TASK INSTRUCTIONS — Only lines holding "value" are wanted; copy each of them from the records below.

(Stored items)
☆ ☆ ☆ ☆ ☆ ☆ ☆
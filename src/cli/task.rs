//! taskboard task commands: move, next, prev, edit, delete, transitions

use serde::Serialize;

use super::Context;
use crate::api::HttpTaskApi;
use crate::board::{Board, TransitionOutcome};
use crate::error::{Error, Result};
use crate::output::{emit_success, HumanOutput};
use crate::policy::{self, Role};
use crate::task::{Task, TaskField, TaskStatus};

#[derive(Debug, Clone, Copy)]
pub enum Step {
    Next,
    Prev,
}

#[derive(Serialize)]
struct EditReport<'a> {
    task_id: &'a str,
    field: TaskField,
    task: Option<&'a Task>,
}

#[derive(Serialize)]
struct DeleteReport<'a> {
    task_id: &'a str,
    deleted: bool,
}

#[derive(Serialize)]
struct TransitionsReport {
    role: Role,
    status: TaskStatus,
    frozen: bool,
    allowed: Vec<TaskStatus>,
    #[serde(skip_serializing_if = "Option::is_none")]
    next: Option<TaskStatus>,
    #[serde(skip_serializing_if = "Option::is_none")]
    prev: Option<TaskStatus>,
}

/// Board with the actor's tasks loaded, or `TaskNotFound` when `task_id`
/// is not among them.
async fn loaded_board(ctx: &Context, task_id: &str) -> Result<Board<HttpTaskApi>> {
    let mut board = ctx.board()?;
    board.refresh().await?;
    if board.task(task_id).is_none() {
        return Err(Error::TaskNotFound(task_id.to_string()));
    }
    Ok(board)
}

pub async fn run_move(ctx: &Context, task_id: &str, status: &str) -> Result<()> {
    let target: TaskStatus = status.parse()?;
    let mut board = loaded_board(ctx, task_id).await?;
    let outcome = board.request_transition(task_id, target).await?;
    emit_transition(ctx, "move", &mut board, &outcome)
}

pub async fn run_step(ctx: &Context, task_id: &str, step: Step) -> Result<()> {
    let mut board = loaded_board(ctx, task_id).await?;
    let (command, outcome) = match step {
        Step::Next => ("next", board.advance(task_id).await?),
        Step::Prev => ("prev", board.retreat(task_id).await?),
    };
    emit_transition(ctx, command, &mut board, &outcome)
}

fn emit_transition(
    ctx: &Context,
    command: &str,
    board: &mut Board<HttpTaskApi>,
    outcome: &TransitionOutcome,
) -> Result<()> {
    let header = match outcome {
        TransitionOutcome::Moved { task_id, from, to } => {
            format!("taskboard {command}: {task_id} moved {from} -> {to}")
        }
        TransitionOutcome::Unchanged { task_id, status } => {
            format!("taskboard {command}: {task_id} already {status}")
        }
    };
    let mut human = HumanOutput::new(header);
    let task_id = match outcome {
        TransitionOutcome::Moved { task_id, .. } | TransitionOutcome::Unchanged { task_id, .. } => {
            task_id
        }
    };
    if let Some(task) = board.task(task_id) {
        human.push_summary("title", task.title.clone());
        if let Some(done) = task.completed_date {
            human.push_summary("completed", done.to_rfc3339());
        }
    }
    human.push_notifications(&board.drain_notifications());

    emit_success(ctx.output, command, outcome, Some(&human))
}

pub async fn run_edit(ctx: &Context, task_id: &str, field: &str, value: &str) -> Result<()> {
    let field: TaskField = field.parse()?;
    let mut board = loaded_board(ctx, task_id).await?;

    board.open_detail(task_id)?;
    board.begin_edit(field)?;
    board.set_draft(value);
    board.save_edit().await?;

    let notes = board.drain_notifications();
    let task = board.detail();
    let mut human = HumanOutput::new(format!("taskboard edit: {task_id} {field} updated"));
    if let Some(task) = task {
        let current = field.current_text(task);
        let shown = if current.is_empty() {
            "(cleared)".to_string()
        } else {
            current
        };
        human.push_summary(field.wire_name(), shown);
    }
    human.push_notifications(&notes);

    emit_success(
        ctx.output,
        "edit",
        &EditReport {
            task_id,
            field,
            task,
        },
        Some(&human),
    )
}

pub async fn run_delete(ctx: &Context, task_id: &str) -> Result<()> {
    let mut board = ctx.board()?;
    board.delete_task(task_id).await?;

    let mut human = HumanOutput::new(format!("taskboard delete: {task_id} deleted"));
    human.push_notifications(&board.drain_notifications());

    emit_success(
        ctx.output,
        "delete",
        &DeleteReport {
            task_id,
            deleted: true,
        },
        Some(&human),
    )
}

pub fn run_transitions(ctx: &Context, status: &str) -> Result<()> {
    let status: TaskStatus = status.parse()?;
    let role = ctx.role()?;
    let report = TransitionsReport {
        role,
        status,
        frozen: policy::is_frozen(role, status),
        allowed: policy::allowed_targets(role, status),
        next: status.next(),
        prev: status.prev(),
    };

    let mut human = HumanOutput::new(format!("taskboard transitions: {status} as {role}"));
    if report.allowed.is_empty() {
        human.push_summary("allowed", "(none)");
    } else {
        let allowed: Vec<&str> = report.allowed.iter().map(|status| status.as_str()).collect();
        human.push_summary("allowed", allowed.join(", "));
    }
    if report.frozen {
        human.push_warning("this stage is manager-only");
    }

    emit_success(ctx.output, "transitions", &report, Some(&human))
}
☆ ☆ ☆ ☆ ☆ ☆ ☆
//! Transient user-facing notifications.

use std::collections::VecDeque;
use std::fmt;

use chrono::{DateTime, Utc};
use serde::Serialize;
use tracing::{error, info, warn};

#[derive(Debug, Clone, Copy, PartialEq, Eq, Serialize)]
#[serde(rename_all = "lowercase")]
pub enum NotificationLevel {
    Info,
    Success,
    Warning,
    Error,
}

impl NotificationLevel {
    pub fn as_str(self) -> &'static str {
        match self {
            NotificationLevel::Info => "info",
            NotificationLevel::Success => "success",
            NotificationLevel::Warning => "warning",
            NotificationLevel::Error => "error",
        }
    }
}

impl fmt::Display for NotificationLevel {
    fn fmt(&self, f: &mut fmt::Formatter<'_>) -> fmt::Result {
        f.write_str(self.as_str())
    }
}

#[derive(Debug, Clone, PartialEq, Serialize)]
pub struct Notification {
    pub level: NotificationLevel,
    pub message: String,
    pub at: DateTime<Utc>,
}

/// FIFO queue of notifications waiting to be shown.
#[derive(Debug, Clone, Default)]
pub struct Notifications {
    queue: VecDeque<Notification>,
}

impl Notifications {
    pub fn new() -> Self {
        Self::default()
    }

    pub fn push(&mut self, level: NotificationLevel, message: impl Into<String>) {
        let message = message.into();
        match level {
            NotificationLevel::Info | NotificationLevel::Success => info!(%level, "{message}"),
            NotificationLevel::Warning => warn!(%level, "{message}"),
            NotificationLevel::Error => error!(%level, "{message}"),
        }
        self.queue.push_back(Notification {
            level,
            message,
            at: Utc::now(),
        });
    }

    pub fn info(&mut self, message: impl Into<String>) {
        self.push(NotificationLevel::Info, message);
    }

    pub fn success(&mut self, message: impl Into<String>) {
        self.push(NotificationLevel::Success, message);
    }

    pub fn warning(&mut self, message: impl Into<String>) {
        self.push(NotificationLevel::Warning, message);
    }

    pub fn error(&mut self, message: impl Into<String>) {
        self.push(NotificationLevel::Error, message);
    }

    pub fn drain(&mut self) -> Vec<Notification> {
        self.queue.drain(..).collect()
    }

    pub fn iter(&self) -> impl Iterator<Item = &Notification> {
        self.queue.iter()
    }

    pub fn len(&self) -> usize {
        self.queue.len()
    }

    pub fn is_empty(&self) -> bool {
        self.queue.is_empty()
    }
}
☆ ☆ ☆ ☆ ☆ ☆ ☆
THE COMPLETED TASK —
pub async fn run_edit(ctx: &Context, task_id: &str, field: &str, value: &str) -> Result<()> {
    board.set_draft(value);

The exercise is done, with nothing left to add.